▸ **EXERCISE PROMPT**: Looking at the listing below, retype exactly the lines starting at the one containing "recent history every" and ending at the one containing "const SECONDS_PER_DAY: f64 = 86_400.0;", both included, and nothing else.

▸ **RECORDS SHOWN**:
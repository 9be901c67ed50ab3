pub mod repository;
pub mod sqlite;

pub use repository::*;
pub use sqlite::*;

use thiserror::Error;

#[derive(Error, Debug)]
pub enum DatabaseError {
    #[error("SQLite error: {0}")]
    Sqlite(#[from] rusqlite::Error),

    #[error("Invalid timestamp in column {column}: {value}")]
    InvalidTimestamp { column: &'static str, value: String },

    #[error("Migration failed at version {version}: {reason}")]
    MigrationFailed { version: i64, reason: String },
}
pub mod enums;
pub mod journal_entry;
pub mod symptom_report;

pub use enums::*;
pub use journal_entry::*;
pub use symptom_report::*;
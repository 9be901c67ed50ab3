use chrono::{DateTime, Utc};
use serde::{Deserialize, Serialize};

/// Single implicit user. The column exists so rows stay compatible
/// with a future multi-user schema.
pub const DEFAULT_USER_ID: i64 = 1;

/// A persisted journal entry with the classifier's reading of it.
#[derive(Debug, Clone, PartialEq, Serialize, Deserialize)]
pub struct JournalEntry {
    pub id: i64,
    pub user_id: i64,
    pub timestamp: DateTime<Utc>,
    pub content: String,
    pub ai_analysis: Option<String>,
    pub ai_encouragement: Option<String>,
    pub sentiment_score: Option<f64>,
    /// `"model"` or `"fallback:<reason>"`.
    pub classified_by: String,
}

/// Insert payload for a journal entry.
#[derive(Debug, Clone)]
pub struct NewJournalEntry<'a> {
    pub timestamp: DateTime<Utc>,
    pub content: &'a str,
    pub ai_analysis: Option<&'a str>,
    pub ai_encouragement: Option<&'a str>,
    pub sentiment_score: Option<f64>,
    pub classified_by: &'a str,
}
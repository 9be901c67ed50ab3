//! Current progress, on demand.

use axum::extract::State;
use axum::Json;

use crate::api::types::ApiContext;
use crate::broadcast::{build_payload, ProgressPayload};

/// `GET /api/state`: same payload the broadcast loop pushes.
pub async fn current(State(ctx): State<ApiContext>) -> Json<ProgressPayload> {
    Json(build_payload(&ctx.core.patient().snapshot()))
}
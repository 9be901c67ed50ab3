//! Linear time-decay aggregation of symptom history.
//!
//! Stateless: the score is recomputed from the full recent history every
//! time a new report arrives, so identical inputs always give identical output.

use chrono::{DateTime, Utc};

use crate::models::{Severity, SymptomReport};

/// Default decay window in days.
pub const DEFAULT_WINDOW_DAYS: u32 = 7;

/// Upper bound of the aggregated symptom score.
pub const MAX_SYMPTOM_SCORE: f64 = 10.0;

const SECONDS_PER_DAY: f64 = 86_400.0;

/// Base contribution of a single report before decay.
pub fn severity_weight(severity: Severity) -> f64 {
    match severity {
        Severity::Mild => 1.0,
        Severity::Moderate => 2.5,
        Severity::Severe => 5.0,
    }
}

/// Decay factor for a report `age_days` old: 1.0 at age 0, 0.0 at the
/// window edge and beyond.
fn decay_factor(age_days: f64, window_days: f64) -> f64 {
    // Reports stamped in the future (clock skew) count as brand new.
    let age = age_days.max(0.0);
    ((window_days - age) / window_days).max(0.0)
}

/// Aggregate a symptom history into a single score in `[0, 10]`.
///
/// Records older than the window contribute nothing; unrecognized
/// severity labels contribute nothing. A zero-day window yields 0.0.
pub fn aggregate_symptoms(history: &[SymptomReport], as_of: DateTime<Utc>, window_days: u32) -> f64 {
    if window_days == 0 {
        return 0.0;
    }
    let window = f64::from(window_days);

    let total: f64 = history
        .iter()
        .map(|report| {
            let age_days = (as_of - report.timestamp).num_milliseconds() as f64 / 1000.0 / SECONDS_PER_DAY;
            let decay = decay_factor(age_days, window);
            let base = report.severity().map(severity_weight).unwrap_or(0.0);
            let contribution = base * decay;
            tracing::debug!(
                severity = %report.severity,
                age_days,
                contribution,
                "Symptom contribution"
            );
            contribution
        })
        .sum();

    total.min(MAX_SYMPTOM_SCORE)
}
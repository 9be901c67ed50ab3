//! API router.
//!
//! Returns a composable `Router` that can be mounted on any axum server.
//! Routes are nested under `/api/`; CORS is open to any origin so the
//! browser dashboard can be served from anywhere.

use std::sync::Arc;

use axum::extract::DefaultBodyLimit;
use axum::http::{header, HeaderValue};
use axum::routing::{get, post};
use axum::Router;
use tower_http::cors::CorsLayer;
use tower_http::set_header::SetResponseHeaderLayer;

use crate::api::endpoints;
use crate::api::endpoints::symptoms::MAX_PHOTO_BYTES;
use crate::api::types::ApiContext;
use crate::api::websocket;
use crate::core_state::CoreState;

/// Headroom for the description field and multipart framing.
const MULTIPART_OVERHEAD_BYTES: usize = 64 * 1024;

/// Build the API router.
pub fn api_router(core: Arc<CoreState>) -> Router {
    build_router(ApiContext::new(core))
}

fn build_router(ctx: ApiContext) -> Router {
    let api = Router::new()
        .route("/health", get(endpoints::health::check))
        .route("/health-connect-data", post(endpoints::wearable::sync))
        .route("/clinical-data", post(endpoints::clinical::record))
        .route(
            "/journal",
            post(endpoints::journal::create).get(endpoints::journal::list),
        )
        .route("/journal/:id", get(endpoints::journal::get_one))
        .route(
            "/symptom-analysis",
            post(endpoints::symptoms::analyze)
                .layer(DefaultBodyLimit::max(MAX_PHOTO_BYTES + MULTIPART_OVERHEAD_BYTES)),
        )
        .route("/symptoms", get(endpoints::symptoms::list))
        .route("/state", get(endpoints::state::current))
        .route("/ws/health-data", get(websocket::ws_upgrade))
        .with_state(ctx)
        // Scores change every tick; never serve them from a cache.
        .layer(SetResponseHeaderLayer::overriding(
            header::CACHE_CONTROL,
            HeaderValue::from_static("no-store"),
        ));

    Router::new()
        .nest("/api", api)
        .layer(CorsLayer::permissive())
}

▸ **YOUR SOLUTION**:
//! Stateless: the score is recomputed from the full recent history every
//! time a new report arrives, so identical inputs always give identical output.

use chrono::{DateTime, Utc};

use crate::models::{Severity, SymptomReport};

/// Default decay window in days.
pub const DEFAULT_WINDOW_DAYS: u32 = 7;

/// Upper bound of the aggregated symptom score.
pub const MAX_SYMPTOM_SCORE: f64 = 10.0;

const SECONDS_PER_DAY: f64 = 86_400.0;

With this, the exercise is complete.